→ Exercise prompt
All lines of the entries with "PathBuf" in them must be listed.

Source records
******************************

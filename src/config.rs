//! Runtime settings.
//!
//! Loaded from built-in defaults, then an optional `chunker.toml` (or an
//! explicit file), then `CHUNKER_`-prefixed environment variables.

use std::path::{Path, PathBuf};

use config::{Config, Environment, File};
use serde::Deserialize;

use crate::error::AppError;
use crate::pipeline::HandlerOptions;
use crate::streaming::ChunkSize;

/// Default namespace prepended to input keys to form output keys.
pub const DEFAULT_OUTPUT_PREFIX: &str = "Output/";

/// Default number of batches processed at once.
pub const DEFAULT_MAX_CONCURRENT_BATCHES: usize = 4;

#[derive(Debug, Clone, Deserialize)]
pub struct Settings {
    /// Maximum data rows per output chunk. Signed so that bad values reach
    /// validation instead of failing deserialization.
    pub rows_per_chunk: i64,
    pub output_prefix: String,
    /// Root directory of the filesystem blob store.
    pub storage_root: PathBuf,
    pub max_concurrent_batches: usize,
    /// Default tracing filter when `RUST_LOG` is unset.
    pub log_filter: String,
}

impl Default for Settings {
    fn default() -> Self {
        Self {
            rows_per_chunk: ChunkSize::DEFAULT.get() as i64,
            output_prefix: DEFAULT_OUTPUT_PREFIX.to_string(),
            storage_root: PathBuf::from("./data"),
            max_concurrent_batches: DEFAULT_MAX_CONCURRENT_BATCHES,
            log_filter: "info".to_string(),
        }
    }
}

impl Settings {
    /// Loads and validates settings. See [`Settings::read`] for sources.
    pub fn load(path: Option<&Path>) -> Result<Self, AppError> {
        let settings = Self::read(path)?;
        settings.validate()?;
        Ok(settings)
    }

    /// Reads settings from defaults, an optional file and the environment
    /// without validating them, so callers can apply overrides first.
    ///
    /// With `path` unset, `chunker.toml` in the working directory is read if
    /// it exists. Environment variables use the `CHUNKER_` prefix, e.g.
    /// `CHUNKER_ROWS_PER_CHUNK=10`.
    pub fn read(path: Option<&Path>) -> Result<Self, AppError> {
        let defaults = Settings::default();

        let mut builder = Config::builder()
            .set_default("rows_per_chunk", defaults.rows_per_chunk)?
            .set_default("output_prefix", defaults.output_prefix)?
            .set_default(
                "storage_root",
                defaults.storage_root.to_string_lossy().into_owned(),
            )?
            .set_default("max_concurrent_batches", defaults.max_concurrent_batches as u64)?
            .set_default("log_filter", defaults.log_filter)?;

        builder = match path {
            Some(path) => builder.add_source(File::from(path).required(true)),
            None => builder.add_source(File::with_name("chunker").required(false)),
        };

        let settings: Settings = builder
            .add_source(
                Environment::with_prefix("CHUNKER")
                    .separator("__")
                    .try_parsing(true),
            )
            .build()?
            .try_deserialize()?;

        Ok(settings)
    }

    /// Validates settings invariants.
    ///
    /// # Errors
    ///
    /// - `AppError::InvalidChunkSize` if `rows_per_chunk` is not positive
    /// - `AppError::Config` for an empty output prefix or zero concurrency
    pub fn validate(&self) -> Result<(), AppError> {
        ChunkSize::new(self.rows_per_chunk)?;

        if self.output_prefix.is_empty() {
            return Err(AppError::Config(
                "output_prefix must not be empty".into(),
            ));
        }
        if self.max_concurrent_batches == 0 {
            return Err(AppError::Config(
                "max_concurrent_batches must be greater than 0".into(),
            ));
        }
        Ok(())
    }

    /// Handler options derived from these settings.
    pub fn handler_options(&self) -> HandlerOptions {
        HandlerOptions {
            rows_per_chunk: self.rows_per_chunk,
            output_prefix: self.output_prefix.clone(),
            max_concurrent_batches: self.max_concurrent_batches,
        }
    }
}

******************************

→ Task result
use std::path::{Path, PathBuf};
    pub storage_root: PathBuf,
            storage_root: PathBuf::from("./data"),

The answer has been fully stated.